WHAT IS NEEDED » Within the material below, tally every line that holds the word "lines", then give the tally and nothing more.

::: DATASET RECORDS :::

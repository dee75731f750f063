//! Benchmarks for the hot paths of a refresh
//!
//! - build_blocks(10k records) → full rebuild on every today load
//! - parse_content(10k lines) → first load of a large log
//! - aggregate_history(10k records)

use ccmeter_core::aggregate::aggregate_history;
use ccmeter_core::blocks::build_blocks;
use ccmeter_core::dedup::DedupFilter;
use ccmeter_core::parsers::parse_content;
use ccmeter_types::{TokenCounts, UsageRecord};
use chrono::{Duration, TimeZone, Utc};
use criterion::{black_box, criterion_group, criterion_main, BenchmarkId, Criterion};
use std::path::{Path, PathBuf};

/// Generate records spread over `days`, a few minutes apart with idle gaps
fn generate_records(count: usize, days: i64) -> Vec<UsageRecord> {
    let start = Utc.with_ymd_and_hms(2026, 1, 1, 0, 0, 0).unwrap();
    let span_minutes = days * 24 * 60;
    (0..count)
        .map(|i| {
            let offset = (i as i64 * 7919) % span_minutes;
            UsageRecord {
                timestamp: start + Duration::minutes(offset),
                model: if i % 3 == 0 {
                    "claude-opus-4-5-20251101".to_string()
                } else {
                    "claude-sonnet-4-5-20250929".to_string()
                },
                tokens: TokenCounts::new(1_000 + i as u64, 500, 200, 5_000),
                cost: 0.01,
                project: format!("project-{}", i % 10),
                session_id: Some(format!("session-{}", i % 50)),
                usage_limit_reset: None,
                source: PathBuf::from(format!("/bench/project-{}/s.jsonl", i % 10)),
            }
        })
        .collect()
}

fn generate_log(lines: usize) -> String {
    let start = Utc.with_ymd_and_hms(2026, 1, 1, 0, 0, 0).unwrap();
    (0..lines)
        .map(|i| {
            format!(
                r#"{{"timestamp":"{}","sessionId":"s","requestId":"req_{i}","message":{{"id":"msg_{i}","model":"claude-sonnet-4-5-20250929","usage":{{"input_tokens":{},"output_tokens":200}}}}}}"#,
                (start + Duration::seconds(i as i64 * 30)).to_rfc3339(),
                100 + i
            )
        })
        .collect::<Vec<_>>()
        .join("\n")
}

fn blocks_benchmark(c: &mut Criterion) {
    let mut group = c.benchmark_group("build_blocks");
    let now = Utc.with_ymd_and_hms(2026, 2, 1, 0, 0, 0).unwrap();

    for count in [100, 1_000, 10_000] {
        let records = generate_records(count, 30);
        group.bench_with_input(BenchmarkId::new("records", count), &records, |b, records| {
            b.iter(|| black_box(build_blocks(records, Duration::hours(5), now)));
        });
    }

    group.finish();
}

fn parse_benchmark(c: &mut Criterion) {
    let mut group = c.benchmark_group("parse_content");

    for lines in [1_000, 10_000] {
        let content = generate_log(lines);
        group.bench_with_input(BenchmarkId::new("lines", lines), &content, |b, content| {
            b.iter(|| {
                let mut dedup = DedupFilter::new();
                black_box(parse_content(
                    content,
                    "bench",
                    Path::new("/bench/s.jsonl"),
                    &mut dedup,
                ))
            });
        });
    }

    group.finish();
}

fn history_benchmark(c: &mut Criterion) {
    let records = generate_records(10_000, 90);
    let now = Utc.with_ymd_and_hms(2026, 4, 1, 0, 0, 0).unwrap();

    c.bench_function("aggregate_history_10k", |b| {
        b.iter(|| {
            let blocks = build_blocks(&records, Duration::hours(5), now);
            black_box(aggregate_history(&records, blocks))
        });
    });
}

criterion_group!(benches, blocks_benchmark, parse_benchmark, history_benchmark);
criterion_main!(benches);
//! Drop-while-busy guard for refresh-driven loads
//!
//! Loads are not preemptible and refresh reasons are not queued: a reason
//! that arrives while a load is running is dropped. The next trigger (or the
//! fallback timer) picks up whatever changed in the meantime.

use crate::error::CoreError;
use crate::monitor::UsageMonitor;
use ccmeter_types::{LoadResult, RefreshReason};
use std::future::Future;
use std::sync::atomic::{AtomicBool, Ordering};
use std::sync::Arc;
use tracing::debug;

#[derive(Debug, Clone, Default)]
pub struct RefreshGate {
    busy: Arc<AtomicBool>,
}

/// Holds the gate closed; reopens it on drop
#[derive(Debug)]
pub struct GateGuard {
    busy: Arc<AtomicBool>,
}

impl Drop for GateGuard {
    fn drop(&mut self) {
        self.busy.store(false, Ordering::Release);
    }
}

impl RefreshGate {
    pub fn new() -> Self {
        Self::default()
    }

    pub fn is_busy(&self) -> bool {
        self.busy.load(Ordering::Acquire)
    }

    /// Close the gate if it is open
    pub fn try_begin(&self) -> Option<GateGuard> {
        self.busy
            .compare_exchange(false, true, Ordering::AcqRel, Ordering::Acquire)
            .ok()
            .map(|_| GateGuard {
                busy: Arc::clone(&self.busy),
            })
    }

    /// Run `fut` unless another gated call is in flight
    ///
    /// Returns `None` when the reason was dropped.
    pub async fn run<F>(&self, reason: RefreshReason, fut: F) -> Option<F::Output>
    where
        F: Future,
    {
        let Some(_guard) = self.try_begin() else {
            debug!(reason = %reason, "Load in flight, dropping refresh");
            return None;
        };
        Some(fut.await)
    }

    /// Full load for `reason`, invalidating the cache when the reason asks for it
    pub async fn load(
        &self,
        monitor: &UsageMonitor,
        reason: RefreshReason,
    ) -> Option<Result<LoadResult, CoreError>> {
        self.run(reason, monitor.load_all(reason.should_invalidate_cache()))
            .await
    }
}
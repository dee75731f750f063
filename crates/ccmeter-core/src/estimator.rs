//! Burn rate and end-of-window projection
//!
//! Both functions are pure and total: zero or negative elapsed time yields a
//! zero rate instead of NaN or infinity.

use ccmeter_types::{BurnRate, ProjectedUsage};
use chrono::{DateTime, Utc};

fn minutes_between(from: DateTime<Utc>, to: DateTime<Utc>) -> f64 {
    (to - from).num_milliseconds() as f64 / 60_000.0
}

/// Consumption rate between `start` and `reference`
///
/// `reference` is the block's last record time, or now when it has none.
/// Tokens per minute are floored to whole tokens.
pub fn burn_rate(
    total_tokens: u64,
    cost: f64,
    start: DateTime<Utc>,
    reference: DateTime<Utc>,
) -> BurnRate {
    let elapsed = minutes_between(start, reference);
    if elapsed <= 0.0 {
        return BurnRate::zero();
    }

    BurnRate {
        tokens_per_minute: (total_tokens as f64 / elapsed).floor(),
        cost_per_hour: cost / elapsed * 60.0,
    }
}

/// Extrapolate current totals to `end_time` at `rate`
///
/// Remaining time is not clamped: once the window has elapsed it goes
/// negative and the projection falls below the current totals.
pub fn project(
    total_tokens: u64,
    cost: f64,
    rate: &BurnRate,
    end_time: DateTime<Utc>,
    reference: DateTime<Utc>,
) -> ProjectedUsage {
    let remaining_minutes = minutes_between(reference, end_time);

    ProjectedUsage {
        total_tokens: total_tokens as f64 + rate.tokens_per_minute * remaining_minutes,
        total_cost: cost + rate.cost_per_hour * remaining_minutes / 60.0,
        remaining_minutes,
    }
}
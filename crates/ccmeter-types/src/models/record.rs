use super::tokens::TokenCounts;
use chrono::{DateTime, Utc};
use serde::{Deserialize, Serialize};
use std::path::PathBuf;

/// One ingested usage fact from a JSONL log line.
///
/// Records are created once by the record parser and never mutated.
#[derive(Debug, Clone, PartialEq, Serialize, Deserialize)]
pub struct UsageRecord {
    /// When the request happened (UTC)
    pub timestamp: DateTime<Utc>,
    /// Model identifier as written in the log
    pub model: String,
    /// Token breakdown
    pub tokens: TokenCounts,
    /// Cost in USD (recorded by the assistant or derived from pricing)
    pub cost: f64,
    /// Owning project (directory under `projects/`)
    pub project: String,
    /// Assistant session id, when present
    pub session_id: Option<String>,
    /// Time at which a hit usage limit resets, when the log reported one
    pub usage_limit_reset: Option<DateTime<Utc>>,
    /// File this record was read from
    pub source: PathBuf,
}

impl UsageRecord {
    pub fn total_tokens(&self) -> u64 {
        self.tokens.total()
    }
}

:::

SOLUTION TO THE EXERCISE » 6